BY THE VILLAGE SUN | Stop the hate, vigil-goers pleaded in Union Square on Friday in the wake of the Atlanta mass shootings three days earlier that killed six Asian women.
The gunman, 21, targeted three spas. Two non-Asian customers were also killed.
The shooter was arrested while driving to Florida, where he reportedly planned to wreak still more carnage. News reports have portrayed him as a tortured and conflicted soul, at once deeply religious but also a gun-loving “sex addict” ashamed of sometimes frequenting massage parlors.

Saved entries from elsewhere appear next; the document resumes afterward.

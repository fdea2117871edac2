//! Handlers for `/leads` endpoints.
//!
//! | Method   | Path | Notes |
//! |----------|------|-------|
//! | `GET`    | `/leads` | Optional filters: `status`, `assigned_agent`, `search`, `date`, `date_from`, `date_to`, `limit`, `offset` |
//! | `POST`   | `/leads` | Body: [`CreateLeadBody`]; returns 201 + lead with tags |
//! | `GET`    | `/leads/:id` | Lead plus its `tags` array; 404 if not found |
//! | `PUT`    | `/leads/:id` | Partial update; optional `tag_ids` replaces the tag set |
//! | `DELETE` | `/leads/:id` | 204 on success |

use axum::{
  Json,
  extract::{Path, Query, State},
  http::StatusCode,
  response::IntoResponse,
};
use chrono::{NaiveDate, Utc};
use leadbook_core::{
  lead::{Lead, LeadPatch, LeadStatus, NewLead},
  source::ConversationSource,
  store::{LeadQuery, LeadStore},
  tag::Tag,
};
use serde::{Deserialize, Serialize};
use uuid::Uuid;

use crate::{AppState, error::ApiError};

/// A lead together with its tag set, as returned by the detail endpoints.
#[derive(Debug, Serialize)]
pub struct LeadWithTags {
  #[serde(flatten)]
  pub lead: Lead,
  pub tags: Vec<Tag>,
}

// ─── List ─────────────────────────────────────────────────────────────────────

#[derive(Debug, Deserialize)]
pub struct ListParams {
  pub status:         Option<LeadStatus>,
  pub assigned_agent: Option<Uuid>,
  /// Free-text filter over school name, client name, and mobile number.
  pub search:         Option<String>,
  /// `YYYY-MM-DD`, or the literal `today`.
  pub date:           Option<String>,
  pub date_from:      Option<NaiveDate>,
  pub date_to:        Option<NaiveDate>,
  pub limit:          Option<usize>,
  pub offset:         Option<usize>,
}

impl ListParams {
  fn into_query(self) -> Result<LeadQuery, ApiError> {
    let date = match self.date.as_deref() {
      None => None,
      Some("today") => Some(Utc::now().date_naive()),
      Some(raw) => {
        Some(NaiveDate::parse_from_str(raw, "%Y-%m-%d").map_err(|_| {
          ApiError::BadRequest(format!("invalid date filter: {raw}"))
        })?)
      }
    };
    Ok(LeadQuery {
      status:         self.status,
      assigned_agent: self.assigned_agent,
      search:         self.search,
      date,
      date_from:      self.date_from,
      date_to:        self.date_to,
      limit:          self.limit,
      offset:         self.offset,
    })
  }
}

/// `GET /leads[?status=...][&search=...]`
pub async fn list<S, C>(
  State(state): State<AppState<S, C>>,
  Query(params): Query<ListParams>,
) -> Result<Json<Vec<Lead>>, ApiError>
where
  S: LeadStore + 'static,
  C: ConversationSource + 'static,
{
  let query = params.into_query()?;
  let leads = state
    .store
    .list_leads(&query)
    .await
    .map_err(|e| ApiError::Store(Box::new(e)))?;
  Ok(Json(leads))
}

// ─── Create ───────────────────────────────────────────────────────────────────

/// JSON body accepted by `POST /leads`.
#[derive(Debug, Deserialize)]
pub struct CreateLeadBody {
  #[serde(flatten)]
  pub lead:    NewLead,
  #[serde(default)]
  pub tag_ids: Vec<Uuid>,
}

/// `POST /leads` — returns 201 + the stored lead with its tags.
pub async fn create<S, C>(
  State(state): State<AppState<S, C>>,
  Json(body): Json<CreateLeadBody>,
) -> Result<impl IntoResponse, ApiError>
where
  S: LeadStore + 'static,
  C: ConversationSource + 'static,
{
  body
    .lead
    .validate()
    .map_err(|e| ApiError::BadRequest(e.to_string()))?;

  let existing = state
    .store
    .find_by_phone(&body.lead.mobile_number)
    .await
    .map_err(|e| ApiError::Store(Box::new(e)))?;
  if existing.is_some() {
    return Err(ApiError::BadRequest(
      "a lead with this mobile number already exists".into(),
    ));
  }

  let lead = state
    .store
    .create_lead(body.lead)
    .await
    .map_err(|e| ApiError::Store(Box::new(e)))?;

  if !body.tag_ids.is_empty() {
    state
      .store
      .set_lead_tags(lead.id, body.tag_ids)
      .await
      .map_err(|e| ApiError::Store(Box::new(e)))?;
  }

  let tags = state
    .store
    .tags_for_lead(lead.id)
    .await
    .map_err(|e| ApiError::Store(Box::new(e)))?;

  Ok((StatusCode::CREATED, Json(LeadWithTags { lead, tags })))
}

// ─── Get one ──────────────────────────────────────────────────────────────────

/// `GET /leads/:id`
pub async fn get_one<S, C>(
  State(state): State<AppState<S, C>>,
  Path(id): Path<Uuid>,
) -> Result<Json<LeadWithTags>, ApiError>
where
  S: LeadStore + 'static,
  C: ConversationSource + 'static,
{
  let lead = state
    .store
    .get_lead(id)
    .await
    .map_err(|e| ApiError::Store(Box::new(e)))?
    .ok_or_else(|| ApiError::NotFound(format!("lead {id} not found")))?;
  let tags = state
    .store
    .tags_for_lead(id)
    .await
    .map_err(|e| ApiError::Store(Box::new(e)))?;
  Ok(Json(LeadWithTags { lead, tags }))
}

// ─── Update ───────────────────────────────────────────────────────────────────

/// JSON body accepted by `PUT /leads/:id`. Absent fields are left untouched;
/// `tag_ids`, when present, replaces the whole tag set.
#[derive(Debug, Deserialize)]
pub struct UpdateLeadBody {
  #[serde(flatten)]
  pub patch:   LeadPatch,
  pub tag_ids: Option<Vec<Uuid>>,
}

/// `PUT /leads/:id`
pub async fn update_one<S, C>(
  State(state): State<AppState<S, C>>,
  Path(id): Path<Uuid>,
  Json(body): Json<UpdateLeadBody>,
) -> Result<Json<LeadWithTags>, ApiError>
where
  S: LeadStore + 'static,
  C: ConversationSource + 'static,
{
  body
    .patch
    .validate()
    .map_err(|e| ApiError::BadRequest(e.to_string()))?;
  if body.patch.is_empty() && body.tag_ids.is_none() {
    return Err(ApiError::BadRequest("no fields to update".into()));
  }

  if let Some(number) = &body.patch.mobile_number {
    let owner = state
      .store
      .find_by_phone(number)
      .await
      .map_err(|e| ApiError::Store(Box::new(e)))?;
    if let Some(owner) = owner
      && owner.id != id
    {
      return Err(ApiError::BadRequest(
        "another lead already has this mobile number".into(),
      ));
    }
  }

  if body.patch.is_empty() {
    // Tag-only update: the lead still has to exist.
    state
      .store
      .get_lead(id)
      .await
      .map_err(|e| ApiError::Store(Box::new(e)))?
      .ok_or_else(|| ApiError::NotFound(format!("lead {id} not found")))?;
  } else {
    let found = state
      .store
      .update_lead(id, body.patch)
      .await
      .map_err(|e| ApiError::Store(Box::new(e)))?;
    if !found {
      return Err(ApiError::NotFound(format!("lead {id} not found")));
    }
  }

  if let Some(tag_ids) = body.tag_ids {
    state
      .store
      .set_lead_tags(id, tag_ids)
      .await
      .map_err(|e| ApiError::Store(Box::new(e)))?;
  }

  let lead = state
    .store
    .get_lead(id)
    .await
    .map_err(|e| ApiError::Store(Box::new(e)))?
    .ok_or_else(|| ApiError::NotFound(format!("lead {id} not found")))?;
  let tags = state
    .store
    .tags_for_lead(id)
    .await
    .map_err(|e| ApiError::Store(Box::new(e)))?;
  Ok(Json(LeadWithTags { lead, tags }))
}

// ─── Delete ───────────────────────────────────────────────────────────────────

/// `DELETE /leads/:id` — also removes the lead's tag links and call logs.
pub async fn delete_one<S, C>(
  State(state): State<AppState<S, C>>,
  Path(id): Path<Uuid>,
) -> Result<StatusCode, ApiError>
where
  S: LeadStore + 'static,
  C: ConversationSource + 'static,
{
  let deleted = state
    .store
    .delete_lead(id)
    .await
    .map_err(|e| ApiError::Store(Box::new(e)))?;
  if deleted {
    Ok(StatusCode::NO_CONTENT)
  } else {
    Err(ApiError::NotFound(format!("lead {id} not found")))
  }
}
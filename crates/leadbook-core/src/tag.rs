//! Tags — operator-defined labels attached to leads.

use chrono::{DateTime, Utc};
use serde::{Deserialize, Serialize};
use uuid::Uuid;

use crate::{Error, Result};

#[derive(Debug, Clone, Serialize, Deserialize)]
pub struct Tag {
  pub id:         Uuid,
  /// Unique per store, case-sensitive.
  pub name:       String,
  /// Display color as a `#RRGGBB` hex string.
  pub color:      String,
  pub created_at: DateTime<Utc>,
}

/// Colour applied when a tag is created without one.
pub const DEFAULT_COLOR: &str = "#3B82F6";

fn default_color() -> String {
  DEFAULT_COLOR.to_owned()
}

/// Input to [`crate::store::LeadStore::create_tag`] and
/// [`crate::store::LeadStore::update_tag`].
#[derive(Debug, Clone, Serialize, Deserialize)]
pub struct NewTag {
  pub name:  String,
  #[serde(default = "default_color")]
  pub color: String,
}

impl NewTag {
  pub fn validate(&self) -> Result<()> {
    let name = self.name.trim();
    if name.is_empty() || name.len() > 100 {
      return Err(Error::InvalidTagName);
    }
    validate_color(&self.color)?;
    Ok(())
  }
}

fn validate_color(color: &str) -> Result<()> {
  let ok = color.len() == 7
    && color.starts_with('#')
    && color[1..].chars().all(|c| c.is_ascii_hexdigit());
  if !ok {
    return Err(Error::InvalidTagColor(color.to_owned()));
  }
  Ok(())
}

#[cfg(test)]
mod tests {
  use super::*;

  fn tag(name: &str, color: &str) -> NewTag {
    NewTag { name: name.into(), color: color.into() }
  }

  #[test]
  fn accepts_well_formed_tags() {
    assert!(tag("hot", "#FF0000").validate().is_ok());
    assert!(tag("warm-follow-up", "#00ff7f").validate().is_ok());
  }

  #[test]
  fn rejects_bad_names() {
    assert!(matches!(
      tag("", "#FF0000").validate(),
      Err(Error::InvalidTagName)
    ));
    assert!(matches!(
      tag(&"x".repeat(101), "#FF0000").validate(),
      Err(Error::InvalidTagName)
    ));
  }

  #[test]
  fn rejects_bad_colors() {
    for bad in ["FF0000", "#FF00", "#GG0000", "#ff00000", "red"] {
      assert!(matches!(
        tag("ok", bad).validate(),
        Err(Error::InvalidTagColor(_))
      ));
    }
  }
}
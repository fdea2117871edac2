//! leadbook server binary.
//!
//! Reads `config.toml` (or the path specified with `--config`), opens the
//! local SQLite lead store, wires up the WhatsApp conversation source, and
//! serves the JSON API over HTTP. Unless `[auto_import]` disables it, the
//! import worker is armed at boot and its first pass runs immediately.
//!
//! # Password hash generation
//!
//! To generate the argon2 PHC string for `auth_password_hash` in config.toml:
//!
//! ```
//! cargo run -p leadbook-server --bin server -- --hash-password
//! ```

mod auth;

use std::{
  path::{Path, PathBuf},
  sync::Arc,
};

use anyhow::Context as _;
use argon2::{Argon2, PasswordHasher, password_hash::SaltString};
use clap::Parser;
use leadbook_api::AppState;
use leadbook_source_mysql::{MySqlSource, MySqlSourceConfig};
use leadbook_store_sqlite::SqliteStore;
use leadbook_sync::{DEFAULT_INTERVAL_MINUTES, SyncWorker};
use rand_core::OsRng;
use serde::Deserialize;
use tokio::net::TcpListener;
use tower_http::trace::TraceLayer;
use tracing::level_filters::LevelFilter;
use tracing_subscriber::EnvFilter;

use auth::AuthConfig;

// ─── Configuration ────────────────────────────────────────────────────────────

/// Runtime server configuration, deserialised from `config.toml`.
#[derive(Deserialize, Clone)]
struct ServerConfig {
  host:               String,
  port:               u16,
  store_path:         PathBuf,
  auth_username:      String,
  /// PHC string produced by argon2; generate one with `--hash-password`.
  auth_password_hash: String,
  source:             MySqlSourceConfig,
  #[serde(default)]
  auto_import:        AutoImportConfig,
}

/// Whether the import worker is armed at boot, and at what cadence.
#[derive(Deserialize, Clone)]
struct AutoImportConfig {
  #[serde(default = "default_enabled")]
  enabled:          bool,
  #[serde(default = "default_interval")]
  interval_minutes: u64,
}

impl Default for AutoImportConfig {
  fn default() -> Self {
    Self { enabled: true, interval_minutes: DEFAULT_INTERVAL_MINUTES }
  }
}

fn default_enabled() -> bool { true }

fn default_interval() -> u64 { DEFAULT_INTERVAL_MINUTES }

// ─── Entry point ──────────────────────────────────────────────────────────────

#[derive(Parser)]
#[command(author, version, about = "Leadbook lead-management server")]
struct Cli {
  /// Path to the TOML configuration file.
  #[arg(short, long, default_value = "config.toml")]
  config: PathBuf,

  /// Print the argon2 hash for a password entered on stdin and exit.
  #[arg(long)]
  hash_password: bool,
}

#[tokio::main]
async fn main() -> anyhow::Result<()> {
  // Initialise tracing.
  tracing_subscriber::fmt()
    .with_env_filter(
      EnvFilter::builder()
        .with_default_directive(LevelFilter::INFO.into())
        .from_env_lossy(),
    )
    .init();

  let cli = Cli::parse();

  // Helper mode: hash a password and exit.
  if cli.hash_password {
    let password = read_password()?;
    let salt = SaltString::generate(&mut OsRng);
    let hash = Argon2::default()
      .hash_password(password.as_bytes(), &salt)
      .map_err(|e| anyhow::anyhow!("argon2 error: {e}"))?
      .to_string();
    println!("{hash}");
    return Ok(());
  }

  // Load configuration.
  let settings = config::Config::builder()
    .add_source(config::File::from(cli.config).required(false))
    .add_source(config::Environment::with_prefix("LEADBOOK"))
    .build()
    .context("failed to read config file")?;

  let server_cfg: ServerConfig = settings
    .try_deserialize()
    .context("failed to deserialise ServerConfig")?;

  // Expand `~` in store path.
  let store_path = expand_tilde(&server_cfg.store_path);

  // Open the SQLite lead store.
  let store = SqliteStore::open(&store_path)
    .await
    .with_context(|| format!("failed to open store at {store_path:?}"))?;

  // Build application state.
  let store  = Arc::new(store);
  let source = Arc::new(MySqlSource::new(server_cfg.source.clone()));
  let worker = SyncWorker::new(Arc::clone(&store), Arc::clone(&source));
  let state  = AppState { store, source, worker };

  // Arm the import worker; the first pass runs as soon as we spawn it.
  if server_cfg.auto_import.enabled {
    state
      .worker
      .start(server_cfg.auto_import.interval_minutes)
      .await
      .context("failed to arm auto-import")?;
  } else {
    tracing::info!("auto-import disabled by configuration");
  }

  let auth = Arc::new(AuthConfig {
    username:      server_cfg.auth_username.clone(),
    password_hash: server_cfg.auth_password_hash.clone(),
  });

  let app = leadbook_api::api_router(state)
    .layer(axum::middleware::from_fn_with_state(auth, auth::require_auth))
    .layer(TraceLayer::new_for_http());

  let address = format!("{}:{}", server_cfg.host, server_cfg.port);

  tracing::info!("Listening on http://{address}");
  let listener = TcpListener::bind(&address)
    .await
    .with_context(|| format!("failed to bind {address}"))?;

  axum::serve(listener, app).await.context("server error")?;

  Ok(())
}

/// Read a password line from stdin.
fn read_password() -> anyhow::Result<String> {
  use std::io::{self, BufRead, Write};
  let stdin = io::stdin();
  print!("Password: ");
  io::stdout().flush().ok();
  let mut line = String::new();
  stdin.lock().read_line(&mut line)?;
  Ok(
    line
      .trim_end_matches('\n')
      .trim_end_matches('\r')
      .to_string(),
  )
}

/// Expand a leading `~` to the user's home directory.
fn expand_tilde(path: &Path) -> PathBuf {
  let s = path.to_string_lossy();
  if let Some(rest) = s.strip_prefix("~/")
    && let Ok(home) = std::env::var("HOME")
  {
    return PathBuf::from(home).join(rest);
  }
  path.to_path_buf()
}

// ─── Tests ────────────────────────────────────────────────────────────────────

#[cfg(test)]
mod tests {
  use super::*;

  const MINIMAL: &str = r#"
    host               = "127.0.0.1"
    port               = 8080
    store_path         = "leadbook.db"
    auth_username      = "operator"
    auth_password_hash = "$argon2id$v=19$stub"

    [source]
    host     = "db.example.com"
    username = "reader"
    password = "pw"
    database = "whatsapp_bot"
  "#;

  fn parse(toml: &str) -> ServerConfig {
    config::Config::builder()
      .add_source(config::File::from_str(toml, config::FileFormat::Toml))
      .build()
      .unwrap()
      .try_deserialize()
      .unwrap()
  }

  #[test]
  fn auto_import_defaults_on_at_five_minutes() {
    let cfg = parse(MINIMAL);
    assert!(cfg.auto_import.enabled);
    assert_eq!(cfg.auto_import.interval_minutes, 5);
    assert_eq!(cfg.source.port, 3306);
    assert_eq!(cfg.source.connect_timeout_secs, 10);
  }

  #[test]
  fn auto_import_section_overrides_defaults() {
    let toml =
      format!("{MINIMAL}\n[auto_import]\nenabled = false\ninterval_minutes = 30\n");
    let cfg = parse(&toml);
    assert!(!cfg.auto_import.enabled);
    assert_eq!(cfg.auto_import.interval_minutes, 30);
  }

  #[test]
  fn non_tilde_paths_pass_through() {
    let p = Path::new("/var/lib/leadbook.db");
    assert_eq!(expand_tilde(p), PathBuf::from("/var/lib/leadbook.db"));
  }
}
//! SQL schema for the Leadbook SQLite store.
//!
//! Executed once at connection startup via `PRAGMA user_version`. Future
//! migrations will be gated on that version number.

/// Full schema DDL; idempotent thanks to `CREATE TABLE IF NOT EXISTS`.
pub const SCHEMA: &str = "
PRAGMA journal_mode = WAL;
PRAGMA foreign_keys = ON;

CREATE TABLE IF NOT EXISTS agents (
    agent_id   TEXT PRIMARY KEY,
    full_name  TEXT NOT NULL,
    email      TEXT NOT NULL,
    created_at TEXT NOT NULL
);

-- The mobile number is the natural key: UNIQUE backs the one-lead-per-number
-- invariant the WhatsApp sync upserts against, and the CHECK rejects source
-- rows with a blank number at the row level.
CREATE TABLE IF NOT EXISTS leads (
    lead_id            TEXT PRIMARY KEY,
    mobile_number      TEXT NOT NULL UNIQUE CHECK (mobile_number <> ''),
    school_name        TEXT NOT NULL,
    client_name        TEXT,
    school_address     TEXT,
    notes              TEXT,
    status             TEXT NOT NULL DEFAULT 'new',
    next_followup_date TEXT,             -- YYYY-MM-DD or NULL
    assigned_agent_id  TEXT REFERENCES agents(agent_id),
    created_by         TEXT REFERENCES agents(agent_id),
    created_at         TEXT NOT NULL,    -- RFC 3339 UTC
    updated_at         TEXT NOT NULL
);

CREATE TABLE IF NOT EXISTS tags (
    tag_id     TEXT PRIMARY KEY,
    name       TEXT NOT NULL UNIQUE,
    color      TEXT NOT NULL DEFAULT '#3B82F6',
    created_at TEXT NOT NULL
);

CREATE TABLE IF NOT EXISTS lead_tags (
    lead_id TEXT NOT NULL REFERENCES leads(lead_id) ON DELETE CASCADE,
    tag_id  TEXT NOT NULL REFERENCES tags(tag_id)   ON DELETE CASCADE,
    PRIMARY KEY (lead_id, tag_id)
);

CREATE TABLE IF NOT EXISTS call_logs (
    call_log_id     TEXT PRIMARY KEY,
    lead_id         TEXT NOT NULL REFERENCES leads(lead_id) ON DELETE CASCADE,
    agent_id        TEXT REFERENCES agents(agent_id),
    notes           TEXT,
    previous_status TEXT,
    new_status      TEXT,
    created_at      TEXT NOT NULL
);

CREATE INDEX IF NOT EXISTS leads_status_idx    ON leads(status);
CREATE INDEX IF NOT EXISTS leads_agent_idx     ON leads(assigned_agent_id);
CREATE INDEX IF NOT EXISTS leads_created_idx   ON leads(created_at);
CREATE INDEX IF NOT EXISTS call_logs_lead_idx  ON call_logs(lead_id);

PRAGMA user_version = 1;
";
//! `leadbook` — operator CLI for the leadbook server.
//!
//! # Usage
//!
//! ```
//! leadbook --url http://localhost:3001 --user operator --password secret leads list
//! leadbook --config ~/.config/leadbook/config.toml sync status
//! leadbook sync start --interval 10
//! ```

mod client;

use anyhow::{Context, Result};
use chrono::NaiveDate;
use clap::{Parser, Subcommand};
use client::{ApiClient, ApiConfig, LeadFilter, WorkerStatus};
use leadbook_core::lead::{Lead, LeadStatus};
use serde::Deserialize;
use uuid::Uuid;

// ─── CLI args ─────────────────────────────────────────────────────────────────

#[derive(Parser, Debug)]
#[command(name = "leadbook", about = "Operator CLI for the leadbook server")]
struct Args {
  /// Path to a TOML config file (url, username, password).
  #[arg(short, long, value_name = "FILE")]
  config: Option<std::path::PathBuf>,

  /// Base URL of the leadbook server (default: http://localhost:3001).
  #[arg(long, env = "LEADBOOK_URL")]
  url: Option<String>,

  /// API username.
  #[arg(long, env = "LEADBOOK_USER")]
  user: Option<String>,

  /// API password (plaintext).
  #[arg(long, env = "LEADBOOK_PASSWORD")]
  password: Option<String>,

  #[command(subcommand)]
  command: Command,
}

#[derive(Subcommand, Debug)]
enum Command {
  /// Inspect leads.
  Leads {
    #[command(subcommand)]
    command: LeadsCommand,
  },
  /// Control the WhatsApp auto-import worker.
  Sync {
    #[command(subcommand)]
    command: SyncCommand,
  },
  /// Show conversation counts from the WhatsApp source database.
  Stats,
  /// Set a follow-up date on imported leads that lack one.
  Backfill,
}

#[derive(Subcommand, Debug)]
enum LeadsCommand {
  /// List leads, newest first.
  List {
    /// Pipeline status (new, interested, follow_up, not_interested, closed).
    #[arg(long, value_parser = LeadStatus::parse)]
    status: Option<LeadStatus>,

    /// Assigned agent id.
    #[arg(long)]
    agent: Option<Uuid>,

    /// Free-text filter over school, client, and mobile number.
    #[arg(long)]
    search: Option<String>,

    /// Exact creation date: YYYY-MM-DD, or `today`.
    #[arg(long)]
    date: Option<String>,

    /// Created on or after this date.
    #[arg(long)]
    date_from: Option<NaiveDate>,

    /// Created on or before this date.
    #[arg(long)]
    date_to: Option<NaiveDate>,

    /// Maximum number of rows.
    #[arg(long)]
    limit: Option<usize>,
  },
}

#[derive(Subcommand, Debug)]
enum SyncCommand {
  /// Arm the periodic auto-import.
  Start {
    /// Minutes between passes (server default: 5).
    #[arg(long)]
    interval: Option<u64>,
  },
  /// Disarm the periodic auto-import.
  Stop,
  /// Show whether auto-import is armed, and at what cadence.
  Status,
  /// Run one import pass right now.
  Run,
}

// ─── Config file ──────────────────────────────────────────────────────────────

/// Shape of the optional TOML config file.
#[derive(Deserialize, Default)]
struct ConfigFile {
  #[serde(default)]
  url:      String,
  #[serde(default)]
  username: String,
  #[serde(default)]
  password: String,
}

/// CLI flags override the config file, which overrides the defaults.
fn resolve_config(args: &Args, file: &ConfigFile) -> ApiConfig {
  ApiConfig {
    base_url: args
      .url
      .clone()
      .or_else(|| (!file.url.is_empty()).then(|| file.url.clone()))
      .unwrap_or_else(|| "http://localhost:3001".to_string()),
    username: args
      .user
      .clone()
      .or_else(|| (!file.username.is_empty()).then(|| file.username.clone()))
      .unwrap_or_default(),
    password: args
      .password
      .clone()
      .or_else(|| (!file.password.is_empty()).then(|| file.password.clone()))
      .unwrap_or_default(),
  }
}

// ─── Entry point ──────────────────────────────────────────────────────────────

#[tokio::main]
async fn main() -> Result<()> {
  let args = Args::parse();

  // Load config file if provided.
  let file_cfg: ConfigFile = if let Some(path) = &args.config {
    let raw = std::fs::read_to_string(path)
      .with_context(|| format!("reading config file {}", path.display()))?;
    toml::from_str(&raw).context("parsing config file")?
  } else {
    ConfigFile::default()
  };

  let client = ApiClient::new(resolve_config(&args, &file_cfg))?;

  match args.command {
    Command::Leads { command } => match command {
      LeadsCommand::List {
        status,
        agent,
        search,
        date,
        date_from,
        date_to,
        limit,
      } => {
        let filter =
          LeadFilter { status, agent, search, date, date_from, date_to, limit };
        let leads = client.list_leads(&filter).await?;
        print_leads(&leads);
      }
    },
    Command::Sync { command } => match command {
      SyncCommand::Start { interval } => {
        let status = client.start_auto_import(interval).await?;
        print_worker_status(&status);
      }
      SyncCommand::Stop => {
        let status = client.stop_auto_import().await?;
        print_worker_status(&status);
      }
      SyncCommand::Status => {
        let status = client.auto_import_status().await?;
        print_worker_status(&status);
      }
      SyncCommand::Run => {
        let outcome = client.import_now().await?;
        println!("{}", outcome.message);
        println!(
          "{} conversation(s) scanned, {} imported, {} updated",
          outcome.total, outcome.imported, outcome.updated
        );
      }
    },
    Command::Stats => {
      let stats = client.source_stats().await?;
      println!("total conversations:  {}", stats.total_conversations);
      println!("open:                 {}", stats.open_conversations);
      println!("pending:              {}", stats.pending_conversations);
      println!("created last 7 days:  {}", stats.recent_conversations);
    }
    Command::Backfill => {
      let outcome = client.backfill_followups().await?;
      println!("{} lead(s) given a follow-up date", outcome.updated);
    }
  }

  Ok(())
}

// ─── Output ───────────────────────────────────────────────────────────────────

fn print_leads(leads: &[Lead]) {
  println!(
    "{:<36}  {:<16}  {:<28}  {:<14}  {}",
    "ID", "MOBILE", "SCHOOL", "STATUS", "FOLLOW-UP"
  );
  for lead in leads {
    println!(
      "{:<36}  {:<16}  {:<28}  {:<14}  {}",
      lead.id,
      lead.mobile_number,
      lead.school_name,
      lead.status.as_str(),
      lead
        .next_followup_date
        .map(|d| d.to_string())
        .unwrap_or_else(|| "-".to_string()),
    );
  }
  println!("{} lead(s)", leads.len());
}

fn print_worker_status(status: &WorkerStatus) {
  if status.enabled {
    println!("auto-import: every {} minute(s)", status.interval_minutes);
  } else {
    println!("auto-import: stopped");
  }
}

// ─── Tests ────────────────────────────────────────────────────────────────────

But those at the vigil and elsewhere say that narrative is irrelevant and that the massacre must be seen for what it is: a hate crime, part of a horrifying surge of anti-Asian violence across the country during the COVID pandemic.
Former President Trump’s poisonous and irresponsible rhetoric, of course, is seen as a contributing factor. Trump publicly called coronavirus the “Chinese virus” and coined the juvenile pun “kung flu.”
The Union Square vigil was organized by the Asian American Federation. Jo-An Lu, the organization’s director, read aloud the names of the eight victims.
Among those attending were Senator Chuck Schumer, Congressmember Carolyn Maloney, state Senator John Liu, state Comptroller Tom DiNapoli, Public Advocate Jumaane Williams and Mayor Bill de Blasio.
However, when de Blasio spoke, he was heckled, with one person shouting, “What are you going to do about it?”
On Saturday, in the latest troubling incident, a middle-aged Asian man was punched in the face at E. Houston and Allen Sts. as he was parking his car. A witness claims to have heard the attacker, identified as a homeless man, utter “Chinese” several times.